Buy that repair component. It’ll fix most of the issues that get damaged during an unstable jump (if there’s any damage at all - it’s not absolute).

I’ve had components get completely destroyed by those unstable gates. I’m assuming the repair drone can’t fix those.

You assume correctly. Red gates are the worst. The time saved isn’t worth the potential headache.

It shows you a waypoint on both gates. A red one and a blue one. You just pick which one you want to fly through.

It doesn’t seem to always do that for me. If I pick up a mission in a system where both the scenic route and the shortcut exist, then yes - it does this. But if I make a jump or three first, then come across the system w/ the two paths, I don’t see the double waypoint.

Or I wasn’t. Haven’t checked in the last day or so. Restarted w/ a new game, so haven’t really gotten that far as of yet.

So I never really played Freelancer. How much does this game “play itself” with the flight assist? Do you still fast-travel between systems in Old School Mode?

If the route goes through a system with both choices it does that yes. But often if the route involves a branching path where one could go a couple of systems one direction to catch a red gate directly to the destination vs another path where one could take just blue gates for eight systems, then the blue choice will be the only one that is displayed as a nav waypoint. The workaround on that is to manually navigate to the system with the red gate and then pick up the game-highlighted mission-specific route again. Since that involves faffing around with manual navigation it pretty much renders red gates pointless. I just accepted that I’d always take blue gates and I’d do a lot of the Autopilot->Jump->Autopilot->Outrun the Pirates->Autopilot->Jump dance. Later in the game that tedious little exercise seemed to be what I’d spend 50%+ of my play time doing.
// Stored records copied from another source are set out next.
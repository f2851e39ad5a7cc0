//! Pool records and the keyed pool registry.
//!
//! Pools are keyed by the *ordered* pair of asset identifiers. The pair is
//! not order-normalized: `(X, Y)` and `(Y, X)` address two independent
//! pools whose prices drift separately.

use serde::{Deserialize, Serialize};
use std::cell::RefCell;
use std::collections::HashMap;

use lib_types::{AccountId, Amount, AssetId, ExchangeError, ExchangeResult};

use crate::CUSTODY_DOMAIN;

/// Reserve pair plus outstanding LP share count for one ordered asset pair.
///
/// Created on the first liquidity deposit for the pair; never deleted. An
/// exhaustive withdrawal can bring both reserves to zero while the record
/// stays addressable.
#[derive(Debug, Clone, Copy, PartialEq, Eq, Serialize, Deserialize)]
pub struct Pool {
    /// Reserve of the first asset of the ordered pair
    pub reserve_a: Amount,
    /// Reserve of the second asset of the ordered pair
    pub reserve_b: Amount,
    /// Cumulative LP shares minted minus burned for this pool
    pub total_shares: Amount,
}

impl Pool {
    /// Create a new pool record
    pub const fn new(reserve_a: Amount, reserve_b: Amount, total_shares: Amount) -> Self {
        Self {
            reserve_a,
            reserve_b,
            total_shares,
        }
    }

    /// Spot prices as fixed-point values with 18 decimals of precision:
    /// `(a_per_b, b_per_a)`.
    ///
    /// These are marginal prices and do not account for slippage or fee on
    /// actual trades.
    pub fn spot_price(&self) -> ExchangeResult<(u128, u128)> {
        if self.reserve_a == 0 || self.reserve_b == 0 {
            return Err(ExchangeError::InsufficientLiquidity);
        }

        const PRECISION: u128 = 1_000_000_000_000_000_000; // 1e18

        let a_per_b = (self.reserve_a as u128)
            .checked_mul(PRECISION)
            .ok_or(ExchangeError::Overflow)?
            / (self.reserve_b as u128);

        let b_per_a = (self.reserve_b as u128)
            .checked_mul(PRECISION)
            .ok_or(ExchangeError::Overflow)?
            / (self.reserve_a as u128);

        Ok((a_per_b, b_per_a))
    }
}

/// Derive the deterministic custodial account holding a pool's funds.
///
/// Custody = Blake3(CUSTODY_DOMAIN || asset_a || asset_b). The ordered pair
/// feeds the hash directly, so the two orderings of the same assets custody
/// their funds separately.
pub fn custody_account(asset_a: &AssetId, asset_b: &AssetId) -> AccountId {
    let mut hasher = blake3::Hasher::new();
    hasher.update(CUSTODY_DOMAIN);
    hasher.update(asset_a.as_bytes());
    hasher.update(asset_b.as_bytes());

    AccountId::new(hasher.finalize().into())
}

/// Keyed storage for pool records, exact ordered-pair match only.
///
/// Callers hold the exclusive right to mutate a looked-up pool within one
/// logical operation; no partial writes are visible to other operations.
pub trait PoolStore {
    /// Get the pool for an ordered pair
    fn get(&self, asset_a: &AssetId, asset_b: &AssetId) -> ExchangeResult<Option<Pool>>;

    /// Create a pool; fails `PoolExists` if the ordered pair is present
    fn insert(&self, asset_a: &AssetId, asset_b: &AssetId, pool: Pool) -> ExchangeResult<()>;

    /// Replace a pool; fails `PoolNotFound` if the ordered pair is absent
    fn update(&self, asset_a: &AssetId, asset_b: &AssetId, pool: Pool) -> ExchangeResult<()>;
}

/// In-memory pool registry for embedding and tests
#[derive(Debug, Default)]
pub struct MemoryPools {
    pools: RefCell<HashMap<(AssetId, AssetId), Pool>>,
}

impl MemoryPools {
    pub fn new() -> Self {
        Self::default()
    }
}

impl PoolStore for MemoryPools {
    fn get(&self, asset_a: &AssetId, asset_b: &AssetId) -> ExchangeResult<Option<Pool>> {
        Ok(self.pools.borrow().get(&(*asset_a, *asset_b)).copied())
    }

    fn insert(&self, asset_a: &AssetId, asset_b: &AssetId, pool: Pool) -> ExchangeResult<()> {
        let mut pools = self.pools.borrow_mut();
        if pools.contains_key(&(*asset_a, *asset_b)) {
            return Err(ExchangeError::PoolExists(*asset_a, *asset_b));
        }
        pools.insert((*asset_a, *asset_b), pool);
        Ok(())
    }

    fn update(&self, asset_a: &AssetId, asset_b: &AssetId, pool: Pool) -> ExchangeResult<()> {
        let mut pools = self.pools.borrow_mut();
        match pools.get_mut(&(*asset_a, *asset_b)) {
            Some(entry) => {
                *entry = pool;
                Ok(())
            }
            None => Err(ExchangeError::PoolNotFound(*asset_a, *asset_b)),
        }
    }
}

/// Read-only reserve lookup for an ordered pair
pub fn get_reserves(
    pools: &dyn PoolStore,
    asset_a: &AssetId,
    asset_b: &AssetId,
) -> ExchangeResult<Option<Pool>> {
    pools.get(asset_a, asset_b)
}
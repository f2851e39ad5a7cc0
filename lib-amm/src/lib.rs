//! # Constant-Product Exchange Engine
//!
//! Pool state machine for an automated market maker: liquidity
//! provisioning with proportional LP-share accounting, and constant-product
//! swaps with a fixed 30 bps fee retained by the reserves.
//!
//! ## Key Invariants
//!
//! ### Invariant P1: Reserve Conservation
//! After any swap: `reserve_in * reserve_out` does not decrease, and
//! strictly increases for any non-zero input (the fee accrues to reserves).
//!
//! ### Invariant P2: Ordered Pairs
//! Pools are keyed by the *ordered* pair `(asset_a, asset_b)`; `(X, Y)` and
//! `(Y, X)` are distinct pools with independent reserves.
//!
//! ### Invariant P3: Atomic Operations
//! Each public operation commits all of its reserve/ledger writes or none of
//! them; the two token-transfer legs inside an operation form a single
//! failure domain.
//!
//! ## Usage
//!
//! ```ignore
//! use lib_amm::{add_liquidity, execute_swap, MemoryPools, MemoryShares};
//!
//! let pools = MemoryPools::new();
//! let shares = MemoryShares::new();
//! let outcome = add_liquidity(&pools, &shares, &usd, &eur, 1000, 4000, 0, 0, alice)?;
//! let swap = execute_swap(&pools, &usd, &eur, 100, 0, bob)?;
//! ```

pub mod ledger;
pub mod liquidity;
pub mod pool;
pub mod swap;
pub mod tokens;

mod math;

pub use ledger::{get_lp_balance, MemoryShares, ShareLedger};
pub use liquidity::{
    add_liquidity, remove_liquidity, LiquidityEvent, LiquidityKind, LiquidityOutcome,
    WithdrawOutcome,
};
pub use pool::{custody_account, get_reserves, MemoryPools, Pool, PoolStore};
pub use swap::{execute_swap, get_amount_out, quote, SwapEvent, SwapOutcome};
pub use tokens::{LedgerToken, TokenTransfer};

use lib_types::Bps;

/// Swap fee in basis points, retained by the pool's reserves
pub const SWAP_FEE_BPS: Bps = 30;

/// Basis-point denominator (10000 = 100%)
pub const BPS_DENOMINATOR: u128 = 10_000;

/// Domain separator for pool custody account derivation
pub const CUSTODY_DOMAIN: &[u8] = b"AMM_POOL_CUSTODY_V1";
//! Canonical Primitive Types for the Exchange Engine
//!
//! These types are the foundational building blocks for all engine state.
//! They are designed to be:
//! - Fixed-size (no dynamic allocation)
//! - Deterministically serializable
//! - Efficient to copy and compare

use serde::{Deserialize, Serialize};
use std::fmt;

// ============================================================================
// TYPE ALIASES
// ============================================================================

/// Token amounts and LP share counts.
///
/// All intermediate products and quotients are computed in `u128` with
/// checked operations; overflow is rejected, never wrapped.
pub type Amount = u64;

/// Basis points for percentage calculations (10000 = 100%)
pub type Bps = u16;

/// Meta-transaction nonce
pub type Nonce = u64;

// ============================================================================
// IDENTITY TYPES
// ============================================================================

/// 32-byte account identifier (derived from a public key)
#[derive(Clone, Copy, Eq, PartialEq, Hash, Serialize, Deserialize, Default)]
pub struct AccountId(pub [u8; 32]);

impl AccountId {
    /// Create a new AccountId from raw bytes
    pub const fn new(bytes: [u8; 32]) -> Self {
        Self(bytes)
    }

    /// Create a zeroed AccountId
    pub const fn zero() -> Self {
        Self([0u8; 32])
    }

    /// Get the underlying bytes
    pub const fn as_bytes(&self) -> &[u8; 32] {
        &self.0
    }

    /// Check if this is the zero account
    pub fn is_zero(&self) -> bool {
        self.0 == [0u8; 32]
    }
}

impl fmt::Debug for AccountId {
    fn fmt(&self, f: &mut fmt::Formatter<'_>) -> fmt::Result {
        write!(f, "AccountId({})", hex::encode(&self.0[..8]))
    }
}

impl fmt::Display for AccountId {
    fn fmt(&self, f: &mut fmt::Formatter<'_>) -> fmt::Result {
        write!(f, "{}", hex::encode(self.0))
    }
}

impl From<[u8; 32]> for AccountId {
    fn from(bytes: [u8; 32]) -> Self {
        Self(bytes)
    }
}

impl AsRef<[u8]> for AccountId {
    fn as_ref(&self) -> &[u8] {
        &self.0
    }
}

// ============================================================================
// ASSET TYPES
// ============================================================================

/// 32-byte tradable asset identifier
#[derive(Clone, Copy, Eq, PartialEq, Hash, Serialize, Deserialize, Default)]
pub struct AssetId(pub [u8; 32]);

impl AssetId {
    /// Create a new AssetId from raw bytes
    pub const fn new(bytes: [u8; 32]) -> Self {
        Self(bytes)
    }

    /// Create a zeroed AssetId
    pub const fn zero() -> Self {
        Self([0u8; 32])
    }

    /// Get the underlying bytes
    pub const fn as_bytes(&self) -> &[u8; 32] {
        &self.0
    }

    /// Check if this is the zero asset
    pub fn is_zero(&self) -> bool {
        self.0 == [0u8; 32]
    }
}

impl fmt::Debug for AssetId {
    fn fmt(&self, f: &mut fmt::Formatter<'_>) -> fmt::Result {
        write!(f, "AssetId({})", hex::encode(&self.0[..8]))
    }
}

impl fmt::Display for AssetId {
    fn fmt(&self, f: &mut fmt::Formatter<'_>) -> fmt::Result {
        write!(f, "{}", hex::encode(self.0))
    }
}

impl From<[u8; 32]> for AssetId {
    fn from(bytes: [u8; 32]) -> Self {
        Self(bytes)
    }
}

impl AsRef<[u8]> for AssetId {
    fn as_ref(&self) -> &[u8] {
        &self.0
    }
}

// ============================================================================
// TESTS
// ============================================================================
It’s complicated. The flight assist is a moment to moment helper. I don’t know if you played Freespace and Freespace 2, but in those games you could press ALT-U or something and you’d always match speed with your target. So if the enemy ship slowed down, you’d slow down to match speed so as not to overshoot them. This helped you stay behind them and keep shooting them. The Flight Assist button in Outlaw is basically a more advanced version of this. It helps you stick behind the enemy ship.

However, there’s still the other ships who are also trying to get behind you and shoot you while you’re doing that. So the button is not doing all that much, and the game is still really hard when you’re weak (which I still am).

I haven’t tried Old School mode, but I assume you still have the same choice of either autopilot or subspace. Autopilot is shows you traveling and gets you there instantly if there’s no interruptions. Subspace lets you travel at really fast speeds and get there slower (but again, you can be interrupted). I don’t think that Old School affects that.

You know what - I’ll bet this is what I was seeing, not what I described above.

One other thing to note - when you’re looking at the mission log, the number of jumps is always the shortest required - including shortcuts.

With the autoaim feature, you can get by just targeting nearest hostile then holding down the right and left triggers until it eventually dies. However, you will be much more effective if you also aim at the target lead reticule.

I went tthough three red jump gates the other day and took zero damage each time. I was like, “Whaaaaaa?! Yea!”

A million times this. Auto-aim sucks compared to an average player, and I assume that’s by design.

Actually my impression is the autoaim is 100% accurate, “cheating” your shots towards the leading reticule, but the auto-pursuit doesn’t always get your crosshair close enough to the reticule for autoaim to do its thing.

Ah, I see what you mean. Yeah, makes sense.

Yep. It really is a different experience from what I remember in Tie-fighter and Freespace, where my shots would often miss by just a tiny bit. To compensate for that of course the enemies are bullet sponges. But that’s much more satisfying than constantly missing.

Does the repair droid always draw power? Maybe it would be better to go without it, so one could use more lasery weapons or dump power to shields more often?

Yes it does, unfortunately. It also repairs really slowly. I don’t think it’s worthwhile.

Stupid question: how do you clear your wanted level?

Loading screen tip said if you avoided patrols for a while, it will decrease.

Go to a distress beacon and help out.